(Given records begins)

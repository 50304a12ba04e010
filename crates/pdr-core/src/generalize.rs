//! Shrinking blocked cubes into stronger clauses.
//!
//! Three stages run on a cube `c` that was just shown blocked at frame `k`:
//! core reduction keeps the literals from the solver's final conflict,
//! intersection tries the common part with a cube of frame `k - 1`, and
//! the literal-dropping pass removes one literal at a time while the rest
//! stays relatively inductive. No stage ever yields a cube containing the
//! initial state.
//!
//! Dropping order is register priority ascending, then literal code. Other
//! orders give different (equally valid) clauses.

use std::collections::HashSet;

use pdr_sat::SatEngine;
use smallvec::SmallVec;

use crate::cube::{Cube, Lit};
use crate::engine::{literal_order, Pdr};
use crate::frames::Answer;
use crate::AbortReason;

/// Candidate cubes tried by the intersection stage.
const INTERSECTION_TRIES: usize = 8;

impl<S: SatEngine + Default> Pdr<S> {
    pub(crate) fn generalize(&mut self, k: usize, cube: &Cube, core: &[Lit]) -> Result<Cube, AbortReason> {
        let mut cur = cube.clone();
        if self.config.use_core {
            cur = reduce_by_core(&cur, core);
        }
        if !self.config.generalize {
            return Ok(cur);
        }
        if self.config.use_intersection {
            if let Some(smaller) = self.intersect_with_previous(k, &cur, core)? {
                cur = smaller;
            }
        }
        self.drop_literals(k, cur)
    }

    fn intersect_with_previous(&mut self, k: usize, cube: &Cube, core: &[Lit]) -> Result<Option<Cube>, AbortReason> {
        let keep: HashSet<Lit> = core.iter().copied().collect();
        let mut candidates = self.frames.cubes(k - 1).to_vec();
        candidates.sort_by(Cube::compare);
        for other in candidates.iter().take(INTERSECTION_TRIES) {
            let Some(common) = Cube::intersect(cube, other, &keep) else {
                continue;
            };
            if common.is_empty() || common.len() >= cube.len() || common.is_initial(None) {
                continue;
            }
            if let Answer::Unsat(_) = self.query_relative(k - 1, &common, true)? {
                return Ok(Some(common));
            }
        }
        Ok(None)
    }

    fn drop_literals(&mut self, k: usize, mut cur: Cube) -> Result<Cube, AbortReason> {
        // Scratch copy of cur's literals; dropped ones become tombstones.
        let mut work: Vec<Lit> = cur.lits().to_vec();
        let order = literal_order(&self.prio, &work);
        for pos in order {
            if work[pos].is_undef() || cur.len() <= 1 {
                continue;
            }
            let saved = work[pos];
            work[pos] = Lit::UNDEF;
            let candidate: SmallVec<[Lit; 16]> = work.iter().copied().filter(|l| !l.is_undef()).collect();
            if candidate.iter().all(|l| l.is_compl()) {
                work[pos] = saved;
                continue;
            }
            let next = cur.create_subset(&candidate);
            if self.frames.is_blocked_loose(k, &work) {
                cur = next;
                continue;
            }
            match self.query_relative(k - 1, &next, true)? {
                Answer::Unsat(core) if self.config.use_core && core.len() < next.len() => {
                    let reduced = reduce_by_core(&next, &core);
                    for slot in work.iter_mut().filter(|l| !l.is_undef()) {
                        if reduced.lits().binary_search(slot).is_err() {
                            *slot = Lit::UNDEF;
                        }
                    }
                    cur = reduced;
                }
                Answer::Unsat(_) => cur = next,
                Answer::Sat(_) => work[pos] = saved,
            }
        }
        Ok(cur)
    }
}

/// Keep only the core literals, re-adding one positive literal of `cube`
/// when the core alone would admit the initial state.
pub(crate) fn reduce_by_core(cube: &Cube, core: &[Lit]) -> Cube {
    if core.len() >= cube.len() {
        return cube.clone();
    }
    let mut lits: SmallVec<[Lit; 16]> = core.iter().copied().collect();
    if lits.iter().all(|l| l.is_compl()) {
        if let Some(&positive) = cube.lits().iter().find(|l| !l.is_compl()) {
            lits.push(positive);
        }
    }
    cube.create_subset(&lits)
}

(Given records ends)

** Instructions to follow **
Nothing outside the span should appear: transcribe the lines from the one containing "pub(crate) fn reduce_by_core(cube: &Cube, core: &[Lit])" through the last line of the records.

** Result for this task **
pub(crate) fn reduce_by_core(cube: &Cube, core: &[Lit]) -> Cube {
    if core.len() >= cube.len() {
        return cube.clone();
    }
    let mut lits: SmallVec<[Lit; 16]> = core.iter().copied().collect();
    if lits.iter().all(|l| l.is_compl()) {
        if let Some(&positive) = cube.lits().iter().find(|l| !l.is_compl()) {
            lits.push(positive);
        }
    }
    cube.create_subset(&lits)
}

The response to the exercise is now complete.